Description of the 5 new feature keys:
- COILED - Extent of a coiled-coil region. Example:
FT COILED 100 165 Potential.
- COMPBIAS - Extent of a compositionally biased region. Example:
FT COMPBIAS 43 57 Pro/Thr-rich.
- MOTIF - Short (<=20 amino acids) sequence motif of biological interest. Example:
FT MOTIF 153 154 Di-leucine motif.
- REGION - Extent of a region of interest in the sequence. Example:
FT REGION 23 54 Binds to CD4.
- TOPO_DOM - Topological domain. Example:
FT TOPO_DOM 139 182 Cytoplasmic (Potential).
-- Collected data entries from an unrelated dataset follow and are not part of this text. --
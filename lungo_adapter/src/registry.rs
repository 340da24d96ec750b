//! The process wide adapter registry.

use crate::generator::{AdapterGenerator, Direction};
use lungo_code::{ConventionKind, Method, Target};
use std::sync::Arc;

/// Both adapter generators, registered once at startup and keyed by the calling convention of
/// the entry point they adapt into.
#[derive(Debug)]
pub struct AdapterRegistry {
    opt2baseline: Arc<AdapterGenerator>,
    baseline2opt: Arc<AdapterGenerator>,
}

impl AdapterRegistry {
    /// Initialize both directions for `target`. Called once at VM startup.
    #[must_use]
    pub fn init(target: &Target) -> AdapterRegistry {
        AdapterRegistry {
            opt2baseline: Arc::new(AdapterGenerator::new(
                Direction::Opt2Baseline,
                target.clone(),
            )),
            baseline2opt: Arc::new(AdapterGenerator::new(
                Direction::Baseline2Opt,
                target.clone(),
            )),
        }
    }

    /// The generator adapting callers into the entry point of the given convention.
    #[must_use]
    pub fn for_entry(&self, entry: ConventionKind) -> &Arc<AdapterGenerator> {
        match entry {
            ConventionKind::Baseline => &self.opt2baseline,
            ConventionKind::Optimized => &self.baseline2opt,
        }
    }

    /// The generator for `callee`'s entry, or `None` for callees that are never adapted.
    #[must_use]
    pub fn generator_for(
        &self,
        callee: &Method,
        entry: ConventionKind,
    ) -> Option<&Arc<AdapterGenerator>> {
        let generator = self.for_entry(entry);
        if generator.adaptation_elided(callee) {
            None
        } else {
            Some(generator)
        }
    }
}

#[cfg(test)]
mod test {
    use super::*;
    use lungo_code::{ConstantPool, MethodFlags};

    #[test]
    fn test_registry_directions() {
        let registry = AdapterRegistry::init(&Target::amd64());
        assert_eq!(
            Direction::Opt2Baseline,
            registry.for_entry(ConventionKind::Baseline).direction()
        );
        assert_eq!(
            Direction::Baseline2Opt,
            registry.for_entry(ConventionKind::Optimized).direction()
        );
    }

    #[test]
    fn test_never_adapted_callees_have_no_generator() {
        let registry = AdapterRegistry::init(&Target::amd64());
        let stub = Method {
            holder: "Foo".to_string(),
            name: "stub".to_string(),
            descriptor: "(I)V".to_string(),
            flags: MethodFlags::STATIC | MethodFlags::NATIVE_STUB,
            code: Vec::new(),
            max_stack: 0,
            max_locals: 0,
            constant_pool: ConstantPool::new(),
            exception_handlers: Vec::new(),
            line_numbers: Vec::new(),
        };
        assert!(
            registry
                .generator_for(&stub, ConventionKind::Optimized)
                .is_none()
        );
    }
}
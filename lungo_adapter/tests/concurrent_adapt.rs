//! Concurrent adapter requests for the same signature observe one shared adapter whose bytes
//! were produced exactly once.

use lungo_adapter::{AdapterGenerator, Direction, Result};
use lungo_code::{ConstantPool, Method, MethodFlags, Target};
use std::sync::Arc;

fn callee() -> Method {
    Method {
        holder: "Test".to_string(),
        name: "target".to_string(),
        descriptor: "(Ljava/lang/Object;IJ)V".to_string(),
        flags: MethodFlags::STATIC,
        code: Vec::new(),
        max_stack: 0,
        max_locals: 4,
        constant_pool: ConstantPool::new(),
        exception_handlers: Vec::new(),
        line_numbers: Vec::new(),
    }
}

#[test]
fn concurrent_requests_share_one_adapter() -> Result<()> {
    let generator = Arc::new(AdapterGenerator::new(
        Direction::Baseline2Opt,
        Target::amd64(),
    ));
    let mut adapters = Vec::new();
    std::thread::scope(|scope| {
        let mut handles = Vec::new();
        for _ in 0..8 {
            let generator = Arc::clone(&generator);
            handles.push(scope.spawn(move || {
                let mut out = Vec::new();
                generator.adapt(&callee(), &mut out).map(|adapter| {
                    (adapter.expect("adapter expected"), out)
                })
            }));
        }
        for handle in handles {
            adapters.push(handle.join().expect("thread panicked"));
        }
    });

    let adapters: Result<Vec<_>> = adapters.into_iter().collect();
    let adapters = adapters?;
    let (first, first_prologue) = &adapters[0];
    for (adapter, prologue) in &adapters {
        // Every thread observes the same finished adapter object
        assert!(Arc::ptr_eq(first, adapter));
        assert_eq!(first_prologue, prologue);
    }
    // The body was built exactly once
    assert_eq!(1, generator.cached());
    assert!(!first.code.is_empty());
    Ok(())
}
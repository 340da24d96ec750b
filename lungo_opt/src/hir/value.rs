//! HIR value nodes.
//!
//! The HIR is a value graph: each node is identified by a dense [`NodeId`] into the compilation
//! arena, carries an immutable kind, a mutable flag set, an optional result operand assigned
//! once during LIR generation, and a `next` link placing it in its owning block's instruction
//! chain. The node variants form a closed set dispatched with exhaustive matches.

use crate::hir::block::BlockId;
use crate::hir::frame_state::StateId;
use bitflags::bitflags;
use lungo_code::{
    ArithOp, Barriers, ClassInfo, Condition, ConstValue, FieldInfo, InvokeKind, Kind, LogicOp,
    MethodInfo, ObjectHandle, Operand, ShiftOp,
};
use std::fmt;

/// Dense index of a value node in the compilation arena.
#[derive(Clone, Copy, Debug, Eq, Hash, Ord, PartialEq, PartialOrd)]
pub struct NodeId(pub u32);

impl NodeId {
    #[must_use]
    pub fn index(self) -> usize {
        usize::try_from(self.0).unwrap_or(usize::MAX)
    }
}

impl fmt::Display for NodeId {
    fn fmt(&self, f: &mut fmt::Formatter<'_>) -> fmt::Result {
        write!(f, "n{}", self.0)
    }
}

bitflags! {
    /// Per-value flags.
    #[derive(Clone, Copy, Debug, Eq, PartialEq)]
    pub struct ValueFlags: u16 {
        /// The value is reachable and must be lowered
        const LIVE = 1 << 0;
        /// The value is known not to be null
        const NON_NULL = 1 << 1;
        /// A bounds check for this access has been proven redundant
        const NO_BOUNDS_CHECK = 1 << 2;
        /// Skip the GC read barrier for this access
        const NO_READ_BARRIER = 1 << 3;
        /// Skip the GC write barrier for this access
        const NO_WRITE_BARRIER = 1 << 4;
        /// Skip the array store check for this store
        const NO_STORE_CHECK = 1 << 5;
        /// The value is used as an operand by another instruction
        const LIVE_VALUE = 1 << 6;
        /// The instruction must stay at its program point
        const PINNED = 1 << 7;
    }
}

/// Which frame slot a phi merges.
#[derive(Clone, Copy, Debug, Eq, PartialEq)]
pub enum PhiSlot {
    Local(u32),
    Stack(u32),
}

/// Recognized intrinsic methods.
#[derive(Clone, Copy, Debug, Eq, PartialEq)]
pub enum IntrinsicId {
    Sin,
    Cos,
    Tan,
    Log,
    Log10,
    Sqrt,
    AbsDouble,
    AbsFloat,
    FloatToRawIntBits,
    IntBitsToFloat,
    DoubleToRawLongBits,
    LongBitsToDouble,
    NanoTime,
    CurrentTimeMillis,
    CompareAndSwapInt,
    CompareAndSwapLong,
    CompareAndSwapObject,
}

impl IntrinsicId {
    /// Return whether this intrinsic lowers to a runtime call rather than machine code.
    #[must_use]
    pub fn is_runtime_call(&self) -> bool {
        matches!(
            self,
            IntrinsicId::Sin
                | IntrinsicId::Cos
                | IntrinsicId::Tan
                | IntrinsicId::Log
                | IntrinsicId::Log10
                | IntrinsicId::NanoTime
                | IntrinsicId::CurrentTimeMillis
        )
    }
}

/// The operation a value node performs.
#[derive(Clone, Debug)]
pub enum ValueTag {
    Constant(ConstValue),
    /// An incoming method parameter
    Local { index: u32 },
    /// A merge of values at a control flow join
    Phi { slot: PhiSlot, inputs: Vec<NodeId> },
    ArithmeticOp {
        op: ArithOp,
        x: NodeId,
        y: NodeId,
    },
    ShiftOp {
        op: ShiftOp,
        x: NodeId,
        y: NodeId,
    },
    LogicOp {
        op: LogicOp,
        x: NodeId,
        y: NodeId,
    },
    Negate { x: NodeId },
    /// Conversion of `x` to the node's kind
    Convert { x: NodeId },
    /// Three-way comparison producing -1/0/1
    Compare {
        x: NodeId,
        y: NodeId,
        nan_greater: bool,
    },
    /// Conditional move
    IfOp {
        x: NodeId,
        condition: Condition,
        y: NodeId,
        true_value: NodeId,
        false_value: NodeId,
    },
    NullCheck { object: NodeId },
    Invoke {
        invoke: InvokeKind,
        method: MethodInfo,
        arguments: Vec<NodeId>,
    },
    LoadField {
        /// `None` for static fields
        object: Option<NodeId>,
        field: FieldInfo,
    },
    StoreField {
        object: Option<NodeId>,
        value: NodeId,
        field: FieldInfo,
    },
    LoadIndexed {
        array: NodeId,
        index: NodeId,
        element: Kind,
    },
    StoreIndexed {
        array: NodeId,
        index: NodeId,
        value: NodeId,
        element: Kind,
    },
    ArrayLength { array: NodeId },
    CheckCast {
        object: NodeId,
        class: ClassInfo,
    },
    InstanceOf {
        object: NodeId,
        class: ClassInfo,
    },
    MonitorEnter { object: NodeId, lock: u32 },
    MonitorExit { object: NodeId, lock: u32 },
    /// Address of a monitor slot in the frame
    MonitorAddress { lock: u32 },
    NewInstance { class: ClassInfo },
    NewTypeArray {
        length: NodeId,
        element: Kind,
        class: ClassInfo,
    },
    NewObjectArray {
        length: NodeId,
        class: ClassInfo,
    },
    NewMultiArray {
        class: ClassInfo,
        dimensions: Vec<NodeId>,
    },
    /// The incoming exception at a handler entry
    ExceptionObject,
    Intrinsic {
        intrinsic: IntrinsicId,
        arguments: Vec<NodeId>,
    },
    /// Raw load through a word pointer
    LoadPointer {
        pointer: NodeId,
        offset: i32,
    },
    /// Raw store through a word pointer
    StorePointer {
        pointer: NodeId,
        offset: i32,
        value: NodeId,
    },
    /// Unsafe load from an object at a dynamic offset
    UnsafeGetObject {
        object: NodeId,
        offset: NodeId,
        volatile: bool,
    },
    /// Unsafe store to an object at a dynamic offset
    UnsafePutObject {
        object: NodeId,
        offset: NodeId,
        value: NodeId,
        volatile: bool,
    },
    MemoryBarrier { barriers: Barriers },
    Safepoint,
    /// Reinterpret `x` as the node's kind without conversion
    UnsafeCast { x: NodeId },
    /// Raw frame memory of `size` bytes
    StackAllocate { size: i32 },
    /// The OSR buffer pointer at an on stack replacement entry
    OsrEntry,

    // Block ends. Successors live on the owning block.
    /// The start node; successors are the standard entry and optionally the OSR entry
    Base,
    Goto,
    If {
        x: NodeId,
        condition: Condition,
        y: NodeId,
    },
    /// Dense switch; key `i` maps to successor `i`, the last successor is the default
    TableSwitch { value: NodeId, low: i32 },
    /// Sparse switch; `keys[i]` maps to successor `i`, the last successor is the default
    LookupSwitch { value: NodeId, keys: Vec<i32> },
    Return { value: Option<NodeId> },
    Throw { exception: NodeId },
}

impl ValueTag {
    /// Return whether this tag ends a block.
    #[must_use]
    pub fn is_block_end(&self) -> bool {
        matches!(
            self,
            ValueTag::Base
                | ValueTag::Goto
                | ValueTag::If { .. }
                | ValueTag::TableSwitch { .. }
                | ValueTag::LookupSwitch { .. }
                | ValueTag::Return { .. }
                | ValueTag::Throw { .. }
        )
    }

    /// Return whether this operation can trap and needs a frame state for deoptimization.
    #[must_use]
    pub fn can_trap(&self) -> bool {
        matches!(
            self,
            ValueTag::NullCheck { .. }
                | ValueTag::Invoke { .. }
                | ValueTag::LoadField { .. }
                | ValueTag::StoreField { .. }
                | ValueTag::LoadIndexed { .. }
                | ValueTag::StoreIndexed { .. }
                | ValueTag::ArrayLength { .. }
                | ValueTag::CheckCast { .. }
                | ValueTag::MonitorEnter { .. }
                | ValueTag::MonitorExit { .. }
                | ValueTag::NewInstance { .. }
                | ValueTag::NewTypeArray { .. }
                | ValueTag::NewObjectArray { .. }
                | ValueTag::NewMultiArray { .. }
                | ValueTag::Throw { .. }
                | ValueTag::ArithmeticOp {
                    op: ArithOp::Div | ArithOp::Rem,
                    ..
                }
        )
    }
}

/// One HIR node.
#[derive(Clone, Debug)]
pub struct Value {
    pub id: NodeId,
    /// Kind of the produced value; `Void` for pure effects
    pub kind: Kind,
    pub flags: ValueFlags,
    /// Result location, assigned once during LIR generation
    pub operand: Option<Operand>,
    /// Next instruction in the owning block's chain
    pub next: Option<NodeId>,
    /// The block the node belongs to
    pub block: BlockId,
    /// Bytecode index the node originated from
    pub bci: u32,
    /// Frame state snapshot for trapping instructions, calls and safepoints
    pub state: Option<StateId>,
    /// Handlers covering this instruction, innermost first; `None` type catches everything
    pub handlers: Vec<(BlockId, Option<ObjectHandle>)>,
    pub tag: ValueTag,
}

impl Value {
    /// Return whether the node is a constant.
    #[must_use]
    pub fn as_constant(&self) -> Option<ConstValue> {
        match &self.tag {
            ValueTag::Constant(value) => Some(*value),
            _ => None,
        }
    }

    /// Return whether the node is a phi owned by `block`.
    #[must_use]
    pub fn is_phi_of(&self, block: BlockId) -> bool {
        matches!(&self.tag, ValueTag::Phi { .. }) && self.block == block
    }
}

#[cfg(test)]
mod test {
    use super::*;

    #[test]
    fn test_block_end_tags() {
        assert!(ValueTag::Goto.is_block_end());
        assert!(ValueTag::Base.is_block_end());
        assert!(ValueTag::Return { value: None }.is_block_end());
        assert!(!ValueTag::Safepoint.is_block_end());
        assert!(!ValueTag::Constant(ConstValue::Int(1)).is_block_end());
    }

    #[test]
    fn test_trap_tags() {
        assert!(
            ValueTag::ArithmeticOp {
                op: ArithOp::Div,
                x: NodeId(0),
                y: NodeId(1),
            }
            .can_trap()
        );
        assert!(
            !ValueTag::ArithmeticOp {
                op: ArithOp::Add,
                x: NodeId(0),
                y: NodeId(1),
            }
            .can_trap()
        );
        assert!(ValueTag::ArrayLength { array: NodeId(0) }.can_trap());
        assert!(!ValueTag::Safepoint.can_trap());
    }

    #[test]
    fn test_intrinsic_lowering_class() {
        assert!(IntrinsicId::Sin.is_runtime_call());
        assert!(!IntrinsicId::Sqrt.is_runtime_call());
        assert!(!IntrinsicId::CompareAndSwapInt.is_runtime_call());
    }
}
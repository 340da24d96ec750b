//! An empty static method returning void: one block, a prologue, an epilogue and nothing else
//! in the side tables.

mod util;

use lungo_opt::Result;
use lungo_opt::backend::BASELINE_ENTRY_PAD;

#[test]
fn return_void() -> Result<()> {
    // return
    let method = util::static_method("()V", vec![0xb1], 0, 0);
    let compiled = util::compiler().compile(&method, None)?;

    assert!(compiled.direct_calls().is_empty());
    assert!(compiled.indirect_calls().is_empty());
    assert!(compiled.safepoints().is_empty());
    assert!(compiled.exception_handlers().is_empty());
    assert!(compiled.stop_positions().is_empty());
    // No variables, no monitors, no outgoing arguments
    assert_eq!(0, compiled.frame_size());
    assert_eq!(0, compiled.baseline_entry());
    assert_eq!(
        u32::try_from(BASELINE_ENTRY_PAD).expect("pad"),
        compiled.opt_entry()
    );
    // The method ends in a return
    assert_eq!(Some(&0xc3), compiled.code().last());
    Ok(())
}

#[test]
fn return_void_is_deterministic() -> Result<()> {
    let method = util::static_method("()V", vec![0xb1], 0, 0);
    let compiler = util::compiler();
    let first = compiler.compile(&method, None)?;
    let second = compiler.compile(&method, None)?;
    assert_eq!(first.code(), second.code());
    assert_eq!(first.frame_size(), second.frame_size());
    Ok(())
}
The introduction of these new feature keys allows to establish a clear sorting order for feature tables. The following order is used:
1. Molecule processing * INIT_MET, SIGNAL, PROPEP, TRANSIT, CHAIN, PEPTIDE 2. Regions * TOPO_DOM, TRANSMEM * DOMAIN, REPEAT * CA_BIND, ZN_FING, DNA_BIND, NP_BIND * REGION * COILED * MOTIF * COMPBIAS 3. Sites * ACT_SITE * METAL * BINDING * SITE 4. Amino acid modifications (pre and PTM) * SE_CYS * MOD_RES * LIPID * CARBOHYD * DISULFID * CROSSLNK 5. Natural variations * VARSPLIC * VARIANT 6. Experimental info * MUTAGEN * UNSURE * CONFLICT * NON_CONS * NON_TER 7. Secondary structure * HELIX, TURN, STRAND
Keys of equal priority (listed on one line above) are ordered according to sequence positions.